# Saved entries
--

//! Harness driver: resolves executables, iterates test cases, aggregates
//!
//! The driver owns the orchestration policy:
//!
//! - every configured executable is resolved before the first invocation
//!   (a missing binary is a setup problem and aborts the whole run),
//! - invocations happen strictly in configured order, one at a time,
//! - test failures never stop the run; every configured (executable, case)
//!   pair is attempted and the aggregate is surfaced at the end.
//!
//! ## Reporter Trait
//!
//! Reporting is separated from execution via the [`Reporter`] trait, so the
//! orchestration logic can be tested without touching the real streams and
//! alternative output formats stay possible.

use std::path::{Path, PathBuf};

use crate::exec::{InvocationResult, Invoker, Outcome};
use crate::manifest::{ExecutableSpec, Manifest, ManifestError};

// ============================================================================
// Result aggregation
// ============================================================================

/// Run-wide pass/fail aggregate.
///
/// One per run. The failure flag accumulates by logical OR: once any
/// invocation fails, the run is failed, no matter how many others succeed.
#[derive(Debug, Default)]
pub struct RunSummary {
    any_failed: bool,
    invocations: usize,
    failures: usize,
}

impl RunSummary {
    /// Record the outcome of one invocation.
    pub fn record(&mut self, succeeded: bool) {
        self.invocations += 1;
        if !succeeded {
            self.any_failed = true;
            self.failures += 1;
        }
    }

    /// Total invocations recorded so far.
    pub fn invocations(&self) -> usize {
        self.invocations
    }

    /// Failed invocations recorded so far.
    pub fn failures(&self) -> usize {
        self.failures
    }

    /// Process exit code for the run: 0 if nothing failed, 1 otherwise.
    pub fn final_exit_code(&self) -> i32 {
        if self.any_failed { 1 } else { 0 }
    }
}

// ============================================================================
// Reporting
// ============================================================================

/// Receives per-invocation results and the closing summary.
pub trait Reporter {
    /// Called immediately after each invocation completes, in invocation
    /// order.
    fn on_invocation_complete(
        &mut self,
        executable: &str,
        selector: Option<&str>,
        result: &InvocationResult,
    );

    /// Called once after the last invocation.
    fn on_run_complete(&mut self, summary: &RunSummary);
}

/// Default console reporter.
///
/// Invocation stdout goes to stdout unconditionally; invocation stderr and
/// the harness's own failure notes go to stderr, and only on non-success.
#[derive(Debug, Default)]
pub struct ConsoleReporter;

impl Reporter for ConsoleReporter {
    fn on_invocation_complete(
        &mut self,
        executable: &str,
        selector: Option<&str>,
        result: &InvocationResult,
    ) {
        print!("{}", result.stdout);

        if !result.outcome.is_success() {
            eprint!("{}", result.stderr);

            let verdict = match result.outcome {
                Outcome::LaunchError => "FAILED TO LAUNCH",
                _ => "FAILED",
            };
            match selector {
                Some(case) => {
                    eprintln!("\x1b[31m{verdict}\x1b[0m: case '{case}' in {executable}");
                }
                None => eprintln!("\x1b[31m{verdict}\x1b[0m: {executable}"),
            }
        }
    }

    fn on_run_complete(&mut self, summary: &RunSummary) {
        if summary.failures() > 0 {
            eprintln!(
                "====== \x1b[31m{} of {} invocation(s) failed\x1b[0m ======",
                summary.failures(),
                summary.invocations()
            );
        } else {
            eprintln!(
                "====== \x1b[32m{} invocation(s) passed\x1b[0m ======",
                summary.invocations()
            );
        }
    }
}

// ============================================================================
// Driver
// ============================================================================

/// Run every configured (executable, case) pair, in configured order.
///
/// Resolution happens up front for all executables; any missing file aborts
/// the run before a single invocation is attempted. After that, invocations
/// proceed to the end regardless of individual failures, and every outcome
/// is recorded in the returned [`RunSummary`].
pub fn run_all(
    base_dir: &Path,
    manifest: &Manifest,
    invoker: &dyn Invoker,
    reporter: &mut dyn Reporter,
) -> Result<RunSummary, ManifestError> {
    // Fail fast: a non-resolvable executable is a configuration error,
    // not a test failure, so nothing runs until everything resolves.
    let mut resolved: Vec<(&ExecutableSpec, PathBuf)> =
        Vec::with_capacity(manifest.executables.len());
    for spec in &manifest.executables {
        let path = spec.resolve(base_dir)?;
        tracing::debug!(executable = %spec.name, path = %path.display(), "resolved");
        resolved.push((spec, path));
    }

    let mut summary = RunSummary::default();
    for (spec, path) in &resolved {
        // Each entry runs its own case list; duplicate names stay distinct.
        if spec.cases.is_empty() {
            run_one(invoker, reporter, &mut summary, &spec.name, path, None);
        } else {
            for case in &spec.cases {
                run_one(
                    invoker,
                    reporter,
                    &mut summary,
                    &spec.name,
                    path,
                    Some(case.as_str()),
                );
            }
        }
    }

    reporter.on_run_complete(&summary);
    Ok(summary)
}

/// One blocking invocation, reported and recorded immediately.
fn run_one(
    invoker: &dyn Invoker,
    reporter: &mut dyn Reporter,
    summary: &mut RunSummary,
    name: &str,
    path: &Path,
    selector: Option<&str>,
) {
    let result = invoker.run(path, selector);
    reporter.on_invocation_complete(name, selector, &result);
    summary.record(result.outcome.is_success());
}

// ============================================================================
// Tests
// ============================================================================

#[cfg(test)]
#[allow(clippy::unwrap_used)]
mod tests {
    use super::*;
    use crate::manifest::ExecutableSpec;
    use proptest::prelude::*;
    use std::cell::RefCell;
    use std::collections::HashMap;

    /// Scripted invoker: records call order, answers from a per-call table.
    #[derive(Default)]
    struct FakeInvoker {
        calls: RefCell<Vec<(String, Option<String>)>>,
        // (executable file name, selector) -> outcome; defaults to Success
        outcomes: HashMap<(String, Option<String>), Outcome>,
    }

    impl FakeInvoker {
        fn failing(executable: &str, selector: Option<&str>, outcome: Outcome) -> Self {
            let mut outcomes = HashMap::new();
            outcomes.insert(
                (executable.to_string(), selector.map(String::from)),
                outcome,
            );
            Self {
                calls: RefCell::new(Vec::new()),
                outcomes,
            }
        }

        fn calls(&self) -> Vec<(String, Option<String>)> {
            self.calls.borrow().clone()
        }
    }

    impl Invoker for FakeInvoker {
        fn run(&self, executable: &Path, selector: Option<&str>) -> InvocationResult {
            let name = executable
                .file_name()
                .and_then(|n| n.to_str())
                .unwrap_or("")
                .to_string();
            self.calls
                .borrow_mut()
                .push((name.clone(), selector.map(String::from)));

            let outcome = self
                .outcomes
                .get(&(name, selector.map(String::from)))
                .copied()
                .unwrap_or(Outcome::Success);
            InvocationResult {
                outcome,
                stdout: format!("ran {:?}\n", selector),
                stderr: String::new(),
            }
        }
    }

    /// Collects reporter events without touching the real streams.
    #[derive(Default)]
    struct RecordingReporter {
        completed: Vec<(String, Option<String>, Outcome)>,
        summary_failures: Option<usize>,
    }

    impl Reporter for RecordingReporter {
        fn on_invocation_complete(
            &mut self,
            executable: &str,
            selector: Option<&str>,
            result: &InvocationResult,
        ) {
            self.completed.push((
                executable.to_string(),
                selector.map(String::from),
                result.outcome,
            ));
        }

        fn on_run_complete(&mut self, summary: &RunSummary) {
            self.summary_failures = Some(summary.failures());
        }
    }

    /// Base dir with one empty file per executable name, so resolution
    /// succeeds without anything actually being runnable.
    fn base_dir_with(names: &[&str]) -> tempfile::TempDir {
        let dir = tempfile::tempdir().unwrap();
        for name in names {
            let spec = ExecutableSpec::new(*name, vec![]);
            std::fs::write(dir.path().join(spec.file_name()), b"").unwrap();
        }
        dir
    }

    fn manifest(entries: &[(&str, &[&str])]) -> Manifest {
        Manifest {
            executables: entries
                .iter()
                .map(|(name, cases)| {
                    ExecutableSpec::new(*name, cases.iter().map(|c| c.to_string()).collect())
                })
                .collect(),
        }
    }

    #[test]
    fn test_invocation_order_is_configured_order() {
        let dir = base_dir_with(&["a", "b"]);
        let manifest = manifest(&[("a", &["x", "y"]), ("b", &[])]);
        let invoker = FakeInvoker::default();
        let mut reporter = RecordingReporter::default();

        let summary = run_all(dir.path(), &manifest, &invoker, &mut reporter).unwrap();

        let a = ExecutableSpec::new("a", vec![]).file_name();
        let b = ExecutableSpec::new("b", vec![]).file_name();
        assert_eq!(
            invoker.calls(),
            vec![
                (a.clone(), Some("x".to_string())),
                (a, Some("y".to_string())),
                (b, None),
            ]
        );
        assert_eq!(summary.invocations(), 3);
        assert_eq!(summary.final_exit_code(), 0);
    }

    #[test]
    fn test_duplicate_executable_names_each_run_their_own_cases() {
        let dir = base_dir_with(&["dup"]);
        // Two entries for the same binary: both case lists must run, in order.
        let manifest = manifest(&[("dup", &["x"]), ("dup", &["y"])]);
        let invoker = FakeInvoker::default();
        let mut reporter = RecordingReporter::default();

        let summary = run_all(dir.path(), &manifest, &invoker, &mut reporter).unwrap();

        let selectors: Vec<_> = invoker.calls().into_iter().map(|(_, s)| s).collect();
        assert_eq!(selectors, vec![Some("x".to_string()), Some("y".to_string())]);
        assert_eq!(summary.invocations(), 2);
    }

    #[test]
    fn test_empty_case_list_runs_once_unfiltered() {
        let dir = base_dir_with(&["solo"]);
        let manifest = manifest(&[("solo", &[])]);
        let invoker = FakeInvoker::default();
        let mut reporter = RecordingReporter::default();

        run_all(dir.path(), &manifest, &invoker, &mut reporter).unwrap();

        assert_eq!(invoker.calls().len(), 1);
        assert_eq!(invoker.calls()[0].1, None);
    }

    #[test]
    fn test_one_failure_fails_the_run_but_not_the_rest() {
        let dir = base_dir_with(&["a", "b"]);
        let manifest = manifest(&[("a", &["x", "y"]), ("b", &[])]);
        let a = ExecutableSpec::new("a", vec![]).file_name();
        let invoker = FakeInvoker::failing(&a, Some("x"), Outcome::Failure);
        let mut reporter = RecordingReporter::default();

        let summary = run_all(dir.path(), &manifest, &invoker, &mut reporter).unwrap();

        // continue-on-error: all three still attempted
        assert_eq!(invoker.calls().len(), 3);
        assert_eq!(summary.failures(), 1);
        assert_eq!(summary.final_exit_code(), 1);
        assert_eq!(reporter.summary_failures, Some(1));
    }

    #[test]
    fn test_launch_error_counts_as_failure() {
        let dir = base_dir_with(&["a"]);
        let manifest = manifest(&[("a", &[])]);
        let a = ExecutableSpec::new("a", vec![]).file_name();
        let invoker = FakeInvoker::failing(&a, None, Outcome::LaunchError);
        let mut reporter = RecordingReporter::default();

        let summary = run_all(dir.path(), &manifest, &invoker, &mut reporter).unwrap();
        assert_eq!(summary.final_exit_code(), 1);
    }

    #[test]
    fn test_missing_executable_aborts_before_any_invocation() {
        let dir = base_dir_with(&["a"]);
        // "b" is configured but its file was never created
        let manifest = manifest(&[("a", &["x"]), ("b", &[])]);
        let invoker = FakeInvoker::default();
        let mut reporter = RecordingReporter::default();

        let err = run_all(dir.path(), &manifest, &invoker, &mut reporter).unwrap_err();

        assert!(matches!(err, ManifestError::MissingExecutable { .. }));
        assert!(invoker.calls().is_empty());
        assert!(reporter.completed.is_empty());
    }

    #[test]
    fn test_reporter_sees_every_invocation_in_order() {
        let dir = base_dir_with(&["a"]);
        let manifest = manifest(&[("a", &["x", "y"])]);
        let invoker = FakeInvoker::default();
        let mut reporter = RecordingReporter::default();

        run_all(dir.path(), &manifest, &invoker, &mut reporter).unwrap();

        let selectors: Vec<_> = reporter.completed.iter().map(|(_, s, _)| s.clone()).collect();
        assert_eq!(selectors, vec![Some("x".to_string()), Some("y".to_string())]);
    }

    proptest! {
        /// Aggregation is a monotonic OR: the exit code is 0 exactly when
        /// every recorded outcome succeeded, in any order and any count.
        #[test]
        fn prop_exit_code_is_zero_iff_all_succeeded(outcomes in proptest::collection::vec(any::<bool>(), 0..64)) {
            let mut summary = RunSummary::default();
            for &succeeded in &outcomes {
                summary.record(succeeded);
            }
            let expected = if outcomes.iter().all(|&s| s) { 0 } else { 1 };
            prop_assert_eq!(summary.final_exit_code(), expected);
            prop_assert_eq!(summary.invocations(), outcomes.len());
        }
    }
}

--

# ASSIGNMENT
Return every line above that contains the word "never".

# TASK ANSWER
//! - test failures never stop the run; every configured (executable, case)
        // "b" is configured but its file was never created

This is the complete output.